Turquie et Occident : une rupture déjà consommée



Le coup d’état avorté, survenu dans la nuit du 15 au 16 juillet dernier, a fait couler beaucoup d’encre dans les médias occidentaux. Durant le coup et dans les instants qui suivirent, l’Occident risquait de perdre son allié le plus sûr et le plus indéfectible au Moyen-Orient; ainsi les gouvernements occidentaux ont tous condamné les putschistes : les États-Unis, l’Allemagne, le Canada et même la Russie (dont les relations avec la Turquie s’étaient considérablement refroidies dans les derniers mois) ont affirmé leur appui au gouvernement du président Recep Tayyip Erdogan. Un mois plus tard seulement, cet évènement pourrait pourtant se révéler le point de bascule, le moment précis où les routes turque et occidentale, longtemps parallèles, se sont distancées.


Retour sur le déroulement des évènements : dans la soirée du 15 au 16 juillet, des membres des forces armées turques s’emparent de nombreux points stratégiques à Istanbul et Ankara, la capitale. Le pont sur le Bosphore est bloqué, les stations de télévision et de radio sont évacuées par les militaires et des avions F-16 survolent Istanbul et Ankara à basse altitude. Rapidement, les putschistes émettent un communiqué, lu sur la chaîne publique TRT : ils visent à « restaurer la démocratie ». Pour ce faire, un « conseil de la paix dans le pays » a été formé, et l’armée impose un couvre-feu et la loi martiale. L’Assemblée nationale turque et le palais présidentiel sont bombardés par des F-16 et des hélicoptères.
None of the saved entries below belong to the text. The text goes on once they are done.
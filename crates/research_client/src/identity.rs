use std::sync::Arc;
use std::time::Duration;

use client_logging::{client_debug, client_trace, client_warn};
use reqwest::StatusCode;
use serde::{Deserialize, Serialize};
use serde_json::Value;
use url::Url;

use crate::clock::Clock;
use crate::endpoints::endpoint_url;
use crate::error::{map_reqwest_error, ClientError, ErrorKind};
use crate::store::{load_json, save_json, KeyValueStore};

const SESSION_KEY: &str = "identity_session";
/// Sessions this close to expiry are refreshed before use.
const EXPIRY_MARGIN_MS: i64 = 10_000;

/// The identity provider's own session, mirrored locally.
#[derive(Debug, Clone, PartialEq, Eq, Serialize, Deserialize)]
pub struct ProviderSession {
    pub access_token: String,
    #[serde(default)]
    pub refresh_token: Option<String>,
    /// Epoch seconds.
    #[serde(default)]
    pub expires_at: Option<i64>,
    #[serde(default)]
    pub email: Option<String>,
}

impl ProviderSession {
    pub fn is_expired(&self, now_epoch_ms: i64) -> bool {
        self.expires_at
            .is_some_and(|at| at.saturating_mul(1000) - EXPIRY_MARGIN_MS <= now_epoch_ms)
    }
}

/// Opaque capability over a hosted identity provider.
#[async_trait::async_trait]
pub trait IdentityProvider: Send + Sync {
    /// The current session, refreshed if needed. "No session" is `Ok(None)`.
    async fn get_session(&self) -> Result<Option<ProviderSession>, ClientError>;

    /// Where to send the user to start the external sign-in handshake.
    async fn authorize_url(&self) -> Result<Url, ClientError>;

    /// Reads the redirect-back URL and establishes a session from it.
    async fn complete_redirect(
        &self,
        callback: &Url,
    ) -> Result<Option<ProviderSession>, ClientError>;

    async fn sign_out(&self) -> Result<(), ClientError>;
}

/// Used when no identity provider is configured.
pub struct DisabledProvider;

#[async_trait::async_trait]
impl IdentityProvider for DisabledProvider {
    async fn get_session(&self) -> Result<Option<ProviderSession>, ClientError> {
        Ok(None)
    }

    async fn authorize_url(&self) -> Result<Url, ClientError> {
        Err(ClientError::new(
            ErrorKind::ProviderUnavailable,
            "External sign-in is not configured.",
        ))
    }

    async fn complete_redirect(
        &self,
        _callback: &Url,
    ) -> Result<Option<ProviderSession>, ClientError> {
        Err(ClientError::new(
            ErrorKind::ProviderUnavailable,
            "External sign-in is not configured.",
        ))
    }

    async fn sign_out(&self) -> Result<(), ClientError> {
        Ok(())
    }
}

#[derive(Debug, Clone)]
pub struct IdentitySettings {
    pub base_url: Url,
    pub anon_key: String,
    pub oauth_provider: String,
    pub scopes: String,
    pub redirect_to: Url,
    pub request_timeout: Duration,
}

impl IdentitySettings {
    pub fn new(base_url: Url, anon_key: impl Into<String>, redirect_to: Url) -> Self {
        Self {
            base_url,
            anon_key: anon_key.into(),
            oauth_provider: "google".to_string(),
            scopes: "email profile".to_string(),
            redirect_to,
            request_timeout: Duration::from_secs(30),
        }
    }
}

#[derive(Deserialize)]
struct ProviderUser {
    #[serde(default)]
    email: Option<String>,
}

#[derive(Deserialize)]
struct RefreshResponse {
    access_token: String,
    #[serde(default)]
    refresh_token: Option<String>,
    #[serde(default)]
    expires_in: Option<i64>,
    #[serde(default)]
    expires_at: Option<i64>,
    #[serde(default)]
    user: Option<ProviderUser>,
}

/// Hosted (GoTrue-style) identity provider reached over `/auth/v1`.
pub struct HostedIdentityProvider {
    client: reqwest::Client,
    settings: IdentitySettings,
    store: Arc<dyn KeyValueStore>,
    clock: Clock,
}

impl HostedIdentityProvider {
    pub fn new(
        settings: IdentitySettings,
        store: Arc<dyn KeyValueStore>,
        clock: Clock,
    ) -> Result<Self, ClientError> {
        let client = reqwest::Client::builder()
            .timeout(settings.request_timeout)
            .build()
            .map_err(|err| ClientError::new(ErrorKind::Config, err.to_string()))?;
        Ok(Self {
            client,
            settings,
            store,
            clock,
        })
    }

    fn url(&self, segments: &[&str]) -> Url {
        let mut full = vec!["auth", "v1"];
        full.extend_from_slice(segments);
        endpoint_url(&self.settings.base_url, &full)
    }

    fn request(&self, method: reqwest::Method, url: Url) -> reqwest::RequestBuilder {
        self.client
            .request(method, url)
            .header("apikey", &self.settings.anon_key)
    }

    fn stored_session(&self) -> Result<Option<ProviderSession>, ClientError> {
        Ok(load_json(self.store.as_ref(), SESSION_KEY)?)
    }

    fn store_session(&self, session: &ProviderSession) -> Result<(), ClientError> {
        Ok(save_json(self.store.as_ref(), SESSION_KEY, session)?)
    }

    fn forget_session(&self) -> Result<(), ClientError> {
        Ok(self.store.remove(SESSION_KEY)?)
    }

    async fn fetch_email(&self, access_token: &str) -> Result<Option<String>, ClientError> {
        let response = self
            .request(reqwest::Method::GET, self.url(&["user"]))
            .bearer_auth(access_token)
            .send()
            .await
            .map_err(map_reqwest_error)?;
        let status = response.status();
        let body = response.bytes().await.map_err(map_reqwest_error)?;
        if !status.is_success() {
            return Err(provider_error(status, &body, "Authentication failed. Please try again."));
        }
        let user: ProviderUser = serde_json::from_slice(&body)
            .map_err(|err| ClientError::new(ErrorKind::Decode, err.to_string()))?;
        Ok(user.email)
    }

    async fn refresh(
        &self,
        session: &ProviderSession,
    ) -> Result<Option<ProviderSession>, ClientError> {
        let Some(refresh_token) = session.refresh_token.as_deref() else {
            return Ok(None);
        };
        let mut url = self.url(&["token"]);
        url.query_pairs_mut()
            .append_pair("grant_type", "refresh_token");
        let body = serde_json::json!({ "refresh_token": refresh_token });

        client_trace!("Refreshing provider session");
        let response = self
            .request(reqwest::Method::POST, url)
            .header(reqwest::header::CONTENT_TYPE, "application/json")
            .body(body.to_string())
            .send()
            .await
            .map_err(map_reqwest_error)?;
        let status = response.status();
        let bytes = response.bytes().await.map_err(map_reqwest_error)?;
        if !status.is_success() {
            let err = provider_error(status, &bytes, "Session refresh failed.");
            client_warn!("Provider session refresh rejected: {}", err.message);
            return Ok(None);
        }

        let refreshed: RefreshResponse = serde_json::from_slice(&bytes)
            .map_err(|err| ClientError::new(ErrorKind::Decode, err.to_string()))?;
        let now_s = (self.clock)() / 1000;
        Ok(Some(ProviderSession {
            access_token: refreshed.access_token,
            refresh_token: refreshed.refresh_token.or_else(|| session.refresh_token.clone()),
            expires_at: refreshed
                .expires_at
                .or_else(|| refreshed.expires_in.map(|secs| now_s + secs)),
            email: refreshed
                .user
                .and_then(|user| user.email)
                .or_else(|| session.email.clone()),
        }))
    }
}

#[async_trait::async_trait]
impl IdentityProvider for HostedIdentityProvider {
    async fn get_session(&self) -> Result<Option<ProviderSession>, ClientError> {
        let Some(session) = self.stored_session()? else {
            return Ok(None);
        };
        if !session.is_expired((self.clock)()) {
            return Ok(Some(session));
        }

        client_debug!("Provider session expired; attempting refresh");
        match self.refresh(&session).await {
            Ok(Some(refreshed)) => {
                self.store_session(&refreshed)?;
                Ok(Some(refreshed))
            }
            Ok(None) => {
                self.forget_session()?;
                Ok(None)
            }
            Err(err) => {
                client_warn!("Provider session refresh failed: {}", err);
                self.forget_session()?;
                Ok(None)
            }
        }
    }

    async fn authorize_url(&self) -> Result<Url, ClientError> {
        let unavailable =
            |message: String| ClientError::new(ErrorKind::ProviderUnavailable, message);

        let response = self
            .request(reqwest::Method::GET, self.url(&["settings"]))
            .send()
            .await
            .map_err(|err| unavailable(format!("Identity provider unreachable: {err}")))?;
        if !response.status().is_success() {
            return Err(unavailable(format!(
                "Identity provider answered {}",
                response.status()
            )));
        }
        let body = response
            .bytes()
            .await
            .map_err(|err| unavailable(err.to_string()))?;
        let settings: Value = serde_json::from_slice(&body).unwrap_or(Value::Null);
        let enabled = settings
            .get("external")
            .and_then(|external| external.get(&self.settings.oauth_provider))
            .and_then(Value::as_bool)
            .unwrap_or(true);
        if !enabled {
            return Err(unavailable(format!(
                "Sign-in with {} is not enabled.",
                self.settings.oauth_provider
            )));
        }

        let mut url = self.url(&["authorize"]);
        url.query_pairs_mut()
            .append_pair("provider", &self.settings.oauth_provider)
            .append_pair("redirect_to", self.settings.redirect_to.as_str())
            .append_pair("scopes", &self.settings.scopes)
            .append_pair("access_type", "offline")
            .append_pair("prompt", "consent");
        Ok(url)
    }

    async fn complete_redirect(
        &self,
        callback: &Url,
    ) -> Result<Option<ProviderSession>, ClientError> {
        let params = CallbackParams::parse(callback);
        if let Some(description) = params.error {
            return Err(ClientError::new(ErrorKind::AuthenticationFailed, description));
        }
        let Some(access_token) = params.access_token else {
            return Ok(None);
        };

        let email = self.fetch_email(&access_token).await?;
        let now_s = (self.clock)() / 1000;
        let session = ProviderSession {
            access_token,
            refresh_token: params.refresh_token,
            expires_at: params
                .expires_at
                .or_else(|| params.expires_in.map(|secs| now_s + secs)),
            email,
        };
        self.store_session(&session)?;
        Ok(Some(session))
    }

    async fn sign_out(&self) -> Result<(), ClientError> {
        let session = self.stored_session()?;
        // Local mirror goes first; the remote call is best effort.
        self.forget_session()?;
        let Some(session) = session else {
            return Ok(());
        };

        let response = self
            .request(reqwest::Method::POST, self.url(&["logout"]))
            .bearer_auth(&session.access_token)
            .send()
            .await
            .map_err(map_reqwest_error)?;
        let status = response.status();
        if status.is_success() || status == StatusCode::UNAUTHORIZED {
            return Ok(());
        }
        let body = response.bytes().await.unwrap_or_default();
        Err(provider_error(status, &body, "Sign-out failed."))
    }
}

/// Values the provider puts on the redirect-back URL, in the fragment or the query.
#[derive(Debug, Default, PartialEq, Eq)]
struct CallbackParams {
    access_token: Option<String>,
    refresh_token: Option<String>,
    expires_in: Option<i64>,
    expires_at: Option<i64>,
    error: Option<String>,
}

impl CallbackParams {
    fn parse(callback: &Url) -> Self {
        let fragment = callback.fragment().unwrap_or_default();
        let pairs = callback
            .query_pairs()
            .chain(url::form_urlencoded::parse(fragment.as_bytes()));

        let mut params = Self::default();
        let mut error_code = None;
        for (key, value) in pairs {
            let value = value.into_owned();
            match &*key {
                "access_token" => params.access_token = Some(value),
                "refresh_token" => params.refresh_token = Some(value),
                "expires_in" => params.expires_in = value.parse().ok(),
                "expires_at" => params.expires_at = value.parse().ok(),
                "error_description" => params.error = Some(value),
                "error" => error_code = Some(value),
                _ => {}
            }
        }
        if params.error.is_none() {
            params.error = error_code;
        }
        params
    }
}

fn provider_error(status: StatusCode, body: &[u8], fallback: &str) -> ClientError {
    let message = serde_json::from_slice::<Value>(body)
        .ok()
        .and_then(|value| {
            ["error_description", "msg", "message"]
                .iter()
                .find_map(|field| value.get(*field).and_then(Value::as_str).map(ToOwned::to_owned))
        })
        .unwrap_or_else(|| fallback.to_string());
    let kind = match status.as_u16() {
        400 | 401 | 403 | 422 => ErrorKind::AuthenticationFailed,
        408 | 429 | 500..=599 => ErrorKind::TransientFetch,
        other => ErrorKind::UnexpectedStatus(other),
    };
    ClientError::new(kind, message)
}
mod commands;
mod logging;
mod render;

use std::path::PathBuf;

use anyhow::Context;
use clap::{Parser, Subcommand};
use client_logging::{client_error, client_info};
use research_client::{ClientConfig, ResearchClient};

use crate::logging::LogDestination;

/// Terminal client for the research report service.
#[derive(Debug, Parser)]
#[command(name = "research", version)]
struct Cli {
    /// Where log output goes.
    #[arg(long, value_enum, default_value = "file", global = true)]
    log_to: LogDestination,

    #[command(subcommand)]
    command: Command,
}

#[derive(Debug, Subcommand)]
enum Command {
    /// Sign in with email and password.
    Login {
        #[arg(long)]
        email: String,
        #[arg(long)]
        password: String,
    },
    /// Create an account and sign in.
    Register {
        #[arg(long)]
        username: String,
        #[arg(long)]
        email: String,
        #[arg(long)]
        password: String,
    },
    /// Sign out and clear every locally stored credential and cached result.
    Logout,
    /// Show the signed-in user.
    Whoami,
    /// Print the URL that starts external sign-in.
    OauthStart,
    /// Finish external sign-in from the URL the browser was redirected to.
    OauthCallback { url: String },
    /// Submit a research topic and, unless told otherwise, wait for the report.
    Submit {
        topic: String,
        #[arg(long)]
        context: Option<String>,
        #[arg(long)]
        no_wait: bool,
    },
    /// Wait for a submitted job to finish. Ctrl-C stops watching.
    Watch { id: String },
    /// Print a report.
    Show { id: String },
    /// List past research.
    History,
    /// Save a report as PDF.
    Pdf {
        id: String,
        #[arg(short, long)]
        output: Option<PathBuf>,
    },
    /// Warm the local cache with history and reports.
    Prefetch,
}

#[tokio::main]
async fn main() -> anyhow::Result<()> {
    let cli = Cli::parse();
    let config = ClientConfig::from_env().context("loading configuration")?;
    logging::initialize(cli.log_to, config.log_level);
    client_info!("research client starting");

    let client = ResearchClient::from_config(&config).context("starting client")?;
    let result = commands::run(&client, cli.command).await;
    if let Err(err) = &result {
        client_error!("Command failed: {:#}", err);
    }
    result
}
Puis, premier accroc : il semblerait que le président, dont la neutralisation devrait pourtant être la priorité de toute opération du genre, a réussi à quitter le pays. De plus, les réseaux sociaux semblent toujours actifs et internet n’est pas coupé. Les informations, fragmentaires, semblent indiquer que le haut commandement militaire n’est pas impliqué dans les manœuvres de renversement – il s’agirait plutôt d’une fraction de la 1ère armée turque, et que celle-ci n’aurait pas l’appui de forces navales. Puis, comble de la confusion : à 23h30, le président Erdogan lui-même apparaît à la télévision, par l’entremise de l’application FaceTime : il appelle la population à prendre la rue d’assaut pour signifier son opposition au putsch et son désir de voir le gouvernement du Parti pour la justice et le développement (AKP), démocratiquement élu, rester en place.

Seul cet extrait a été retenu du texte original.